> _Instructions for the task_
Which lines of the entries below run from the one holding "async fn main()" to the one holding "let provider = ProviderSettings::load_from_iter(program.clone())", inclusive? Set down exactly those lines and no others.

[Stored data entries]
*** Begin section ***
//! Carnivore behavior: hunt, chase, wander, feed and reproduce.

use hecs::Entity;
use rand::seq::SliceRandom;

use crate::components::{FoodValue, Hunger, Position, ReproductionClock, Species, Vitals};
use crate::grid::CARDINALS;
use crate::systems::{self, MateSearch};
use crate::world::SimulationWorld;

pub const INITIAL_HEALTH: f32 = 12.0;
pub const LIFESPAN: u32 = 250;
pub const INITIAL_HUNGER: u32 = 7;
pub const FOOD_VALUE: f32 = 7.0;

/// Health lost per tick; faster decay than herbivores.
pub const HEALTH_DRAIN: f32 = 0.7;
/// Reproduction additionally requires health above this floor.
pub const REPRODUCE_HEALTH_FLOOR: f32 = 6.0;

/// Component bundle for a newly spawned carnivore.
pub fn bundle(
    x: i32,
    y: i32,
) -> (Position, Species, Vitals, FoodValue, Hunger, ReproductionClock) {
    (
        Position::new(x, y),
        Species::Carnivore,
        Vitals::new(INITIAL_HEALTH, LIFESPAN),
        FoodValue(FOOD_VALUE),
        Hunger(INITIAL_HUNGER),
        ReproductionClock::default(),
    )
}

/// One tick for a carnivore: decay, death check, feeding or movement, then a
/// second reproduction pass. The movement phase already contains its own
/// reproduction attempt; both share the cooldown clock, so at most one
/// attempt per window succeeds. Returns the number of children spawned.
pub fn tick_carnivore(sim: &mut SimulationWorld, entity: Entity) -> u32 {
    if systems::age_and_decay(sim, entity, HEALTH_DRAIN) {
        sim.remove_entity(entity);
        return 0;
    }

    let mut births = 0;

    // Feed on the nearest herbivore when exactly one cell away, taking over
    // its cell.
    let adjacent_prey = sim
        .find_nearest(entity, Species::is_herbivore)
        .filter(|&prey| sim.distance(entity, prey) == Some(1));
    if let Some(prey) = adjacent_prey {
        let meal = sim.position(prey);
        sim.consume(entity, prey);
        systems::reset_hunger(sim, entity);
        if let Some(cell) = meal {
            sim.move_entity(entity, cell.x, cell.y);
        }
    } else {
        births += movement(sim, entity);
    }

    births += match try_reproduce(sim, entity) {
        MateSearch::Matched { births } => births,
        MateSearch::NoPartner => 0,
    };
    births
}

fn try_reproduce(sim: &mut SimulationWorld, entity: Entity) -> MateSearch {
    let threshold = sim.config().carn_reproduce_threshold;
    systems::try_reproduce(sim, entity, Species::Carnivore, threshold, REPRODUCE_HEALTH_FLOOR)
}

/// Movement policy, one branch per tick in priority order:
/// hunt > reproduce > chase > wander. Returns children spawned by the
/// in-movement reproduction attempt.
fn movement(sim: &mut SimulationWorld, entity: Entity) -> u32 {
    let Some(pos) = sim.position(entity) else {
        return 0;
    };

    // 1) Hunt: eat the first herbivore found in the four adjacent cells and
    // move into its place.
    for (dx, dy) in CARDINALS {
        let (tx, ty) = (pos.x + dx, pos.y + dy);
        if let Some(prey) = sim.first_at(tx, ty, Species::is_herbivore) {
            sim.consume(entity, prey);
            sim.move_entity(entity, tx, ty);
            return 0;
        }
    }

    // 2) Reproduce: a matched partner ends the movement phase here, even
    // when no free cell was left for the child.
    match try_reproduce(sim, entity) {
        MateSearch::Matched { births } => return births,
        MateSearch::NoPartner => {}
    }

    // 3) Chase the nearest herbivore; prey on the destination is eaten
    // while entering, and only another carnivore blocks the step.
    if let Some(prey) = sim.find_nearest(entity, Species::is_herbivore) {
        if let Some(target) = sim.position(prey) {
            let (tx, ty) = pos.step_toward(target);
            if sim.in_bounds(tx, ty) {
                if let Some(caught) = sim.first_at(tx, ty, Species::is_herbivore) {
                    sim.consume(entity, caught);
                    sim.move_entity(entity, tx, ty);
                    return 0;
                }
                if sim.first_at(tx, ty, Species::is_carnivore).is_none() {
                    sim.move_entity(entity, tx, ty);
                    return 0;
                }
            }
        }
    }

    // 4) Wander into the first strictly empty cell, if any.
    let mut directions = CARDINALS;
    directions.shuffle(&mut rand::thread_rng());
    for (dx, dy) in directions {
        let (tx, ty) = (pos.x + dx, pos.y + dy);
        if sim.in_bounds(tx, ty) && sim.occupants(tx, ty).is_empty() {
            sim.move_entity(entity, tx, ty);
            return 0;
        }
    }
    0
}
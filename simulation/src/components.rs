//! ECS components shared by every species in the ecosystem.

use serde::{Deserialize, Serialize};

// ============================================================================
// Spatial Components
// ============================================================================

/// Integer grid coordinate, bounded by world width/height.
#[derive(Debug, Clone, Copy, PartialEq, Eq, Hash, Serialize, Deserialize)]
pub struct Position {
    pub x: i32,
    pub y: i32,
}

impl Position {
    pub fn new(x: i32, y: i32) -> Self {
        Self { x, y }
    }

    /// Manhattan distance to another position.
    pub fn manhattan(&self, other: Position) -> i32 {
        (self.x - other.x).abs() + (self.y - other.y).abs()
    }

    /// One greedy step toward `target`: signum on each axis, so the step may
    /// be diagonal when both coordinates differ.
    pub fn step_toward(&self, target: Position) -> (i32, i32) {
        (
            self.x + (target.x - self.x).signum(),
            self.y + (target.y - self.y).signum(),
        )
    }

    /// One step directly away from `threat` (signum per axis).
    pub fn step_away(&self, threat: Position) -> (i32, i32) {
        (
            self.x + (self.x - threat.x).signum(),
            self.y + (self.y - threat.y).signum(),
        )
    }
}

// ============================================================================
// Species
// ============================================================================

/// Closed set of species inhabiting the world. Behavior is dispatched on this
/// tag; spatial queries take a predicate over it rather than inspecting
/// concrete types.
#[derive(Debug, Clone, Copy, PartialEq, Eq, Hash, Serialize, Deserialize)]
pub enum Species {
    Vegetation,
    Herbivore,
    Carnivore,
}

impl Species {
    pub fn is_vegetation(self) -> bool {
        matches!(self, Species::Vegetation)
    }

    pub fn is_herbivore(self) -> bool {
        matches!(self, Species::Herbivore)
    }

    pub fn is_carnivore(self) -> bool {
        matches!(self, Species::Carnivore)
    }

    /// Animals move and block other animals from entering their cell;
    /// vegetation does neither.
    pub fn is_animal(self) -> bool {
        matches!(self, Species::Herbivore | Species::Carnivore)
    }
}

// ============================================================================
// Lifecycle Components
// ============================================================================

/// Shared lifecycle state: health drops to zero or age reaches lifespan and
/// the entity is removed from the world.
#[derive(Debug, Clone, Copy, Serialize, Deserialize)]
pub struct Vitals {
    pub health: f32,
    pub age: u32,
    pub lifespan: u32,
}

impl Vitals {
    pub fn new(health: f32, lifespan: u32) -> Self {
        Self {
            health,
            age: 0,
            lifespan,
        }
    }

    /// True once either death threshold has been crossed.
    pub fn expired(&self) -> bool {
        self.age >= self.lifespan || self.health <= 0.0
    }
}

/// Health granted to whoever consumes this entity, fixed at spawn and
/// independent of current health.
#[derive(Debug, Clone, Copy, Serialize, Deserialize)]
pub struct FoodValue(pub f32);

/// Ticks-since-last-meal counter, animals only. Increments every tick and
/// resets to zero on feeding.
#[derive(Debug, Clone, Copy, Serialize, Deserialize)]
pub struct Hunger(pub u32);

/// Tracks when an animal last reproduced, in ticks. `None` means it never
/// has and is immediately eligible.
#[derive(Debug, Clone, Copy, Default, Serialize, Deserialize)]
pub struct ReproductionClock {
    pub last_tick: Option<u64>,
}

impl ReproductionClock {
    /// Whether the cooldown window has fully elapsed by `now`.
    pub fn ready(&self, now: u64, cooldown_ticks: u64) -> bool {
        match self.last_tick {
            None => true,
            Some(last) => now.saturating_sub(last) >= cooldown_ticks,
        }
    }

    pub fn stamp(&mut self, now: u64) {
        self.last_tick = Some(now);
    }
}

// ============================================================================
// Aggregates
// ============================================================================

/// Per-species head count, sampled by scanning the registry.
#[derive(Debug, Clone, Copy, Default, PartialEq, Eq, Serialize, Deserialize)]
pub struct Census {
    pub vegetation: u32,
    pub herbivores: u32,
    pub carnivores: u32,
}

impl Census {
    pub fn total(&self) -> u32 {
        self.vegetation + self.herbivores + self.carnivores
    }
}

#[cfg(test)]
mod tests {
    use super::*;

    #[test]
    fn test_manhattan_distance() {
        let a = Position::new(2, 3);
        let b = Position::new(5, 1);
        assert_eq!(a.manhattan(b), 5);
        assert_eq!(b.manhattan(a), 5);
        assert_eq!(a.manhattan(a), 0);
    }

    #[test]
    fn test_step_toward_is_unit_per_axis() {
        let from = Position::new(4, 4);
        assert_eq!(from.step_toward(Position::new(9, 4)), (5, 4));
        assert_eq!(from.step_toward(Position::new(0, 0)), (3, 3)); // diagonal
        assert_eq!(from.step_toward(from), (4, 4));
    }

    #[test]
    fn test_step_away_mirrors_threat() {
        let from = Position::new(4, 4);
        assert_eq!(from.step_away(Position::new(6, 4)), (3, 4));
        assert_eq!(from.step_away(Position::new(3, 5)), (5, 3));
    }

    #[test]
    fn test_reproduction_clock_ready() {
        let mut clock = ReproductionClock::default();
        assert!(clock.ready(0, 40));

        clock.stamp(10);
        assert!(!clock.ready(30, 40));
        assert!(clock.ready(50, 40));
    }

    #[test]
    fn test_expired_thresholds() {
        let mut vitals = Vitals::new(5.0, 100);
        assert!(!vitals.expired());

        vitals.health = 0.0;
        assert!(vitals.expired());

        vitals.health = 5.0;
        vitals.age = 100;
        assert!(vitals.expired());
    }

    #[test]
    fn test_census_total() {
        let census = Census {
            vegetation: 3,
            herbivores: 2,
            carnivores: 1,
        };
        assert_eq!(census.total(), 6);
    }
}
//! EcoSim Simulation Engine
//!
//! Closed-ecosystem simulation on a bounded 2D grid: regrowing vegetation,
//! herbivores and carnivores, advanced by discrete global ticks. An external
//! rendering/control layer reads entity state between ticks and writes
//! configuration; the engine itself runs headless.

pub mod components;
pub mod config;
pub mod grid;
pub mod runner;
pub mod systems;
pub mod world;

pub use components::*;
pub use config::{ConfigError, SimulationConfig};
pub use runner::SimulationRunner;
pub use world::{EntitySnapshot, SimulationWorld, TickReport};
//! EcoSim headless driver
//!
//! Seeds a world and runs it for a fixed number of ticks, logging the
//! population curve. Doubles as a benchmark for the tick loop.

use simulation::SimulationWorld;
use tracing::{info, Level};
use tracing_subscriber::FmtSubscriber;

fn main() -> anyhow::Result<()> {
    let subscriber = FmtSubscriber::builder()
        .with_max_level(Level::INFO)
        .finish();
    tracing::subscriber::set_global_default(subscriber)?;

    info!("EcoSim engine starting...");

    let mut world = SimulationWorld::new(80, 60);
    world.seed();
    info!(census = ?world.census(), "world seeded");

    let ticks: u32 = 500;
    let start = std::time::Instant::now();
    for _ in 0..ticks {
        let report = world.tick();
        if report.tick % 50 == 0 {
            info!(
                tick = report.tick,
                plants = report.census.vegetation,
                herbivores = report.census.herbivores,
                carnivores = report.census.carnivores,
                births = report.births,
                deaths = report.deaths,
                "population sample"
            );
        }
    }
    let elapsed = start.elapsed();

    info!(
        "run complete: {:?} total, {:?} per tick, {} entities alive",
        elapsed,
        elapsed / ticks,
        world.entity_count()
    );

    Ok(())
}
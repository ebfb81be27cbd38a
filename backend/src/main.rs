//! Backend entry-point: loads settings, wires the Mailchimp adapter and
//! serves the waitlist API.

mod server;

use std::ffi::OsString;

use actix_web::web;
use ortho_config::OrthoConfig;
use tracing::warn;
use tracing_subscriber::{EnvFilter, fmt};

use backend::inbound::http::health::HealthState;
use backend::settings::{ProviderSettings, ServerSettings};
use server::{ServerConfig, create_server};

/// Application bootstrap.
#[actix_web::main]
async fn main() -> std::io::Result<()> {
    if let Err(e) = fmt()
        .with_env_filter(EnvFilter::from_default_env())
        .json()
        .try_init()
    {
        warn!(error = %e, "tracing init failed");
    }

    // Both structs read env and config files; neither owns the command line.
    let program = [OsString::from(env!("CARGO_PKG_NAME"))];
    let provider = ProviderSettings::load_from_iter(program.clone())
        .map_err(|e| std::io::Error::other(format!("provider settings: {e}")))?;
    let server_settings = ServerSettings::load_from_iter(program)
        .map_err(|e| std::io::Error::other(format!("server settings: {e}")))?;
    let bind_addr = server_settings
        .bind_addr()
        .map_err(|e| std::io::Error::other(format!("invalid WAITLIST_BIND_ADDR: {e}")))?;

    let health_state = web::Data::new(HealthState::new());
    let server = create_server(health_state, ServerConfig::new(bind_addr, provider))?;
    server.await
}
*** End section ***
> _Response_
async fn main() -> std::io::Result<()> {
    if let Err(e) = fmt()
        .with_env_filter(EnvFilter::from_default_env())
        .json()
        .try_init()
    {
        warn!(error = %e, "tracing init failed");
    }

    // Both structs read env and config files; neither owns the command line.
    let program = [OsString::from(env!("CARGO_PKG_NAME"))];
    let provider = ProviderSettings::load_from_iter(program.clone())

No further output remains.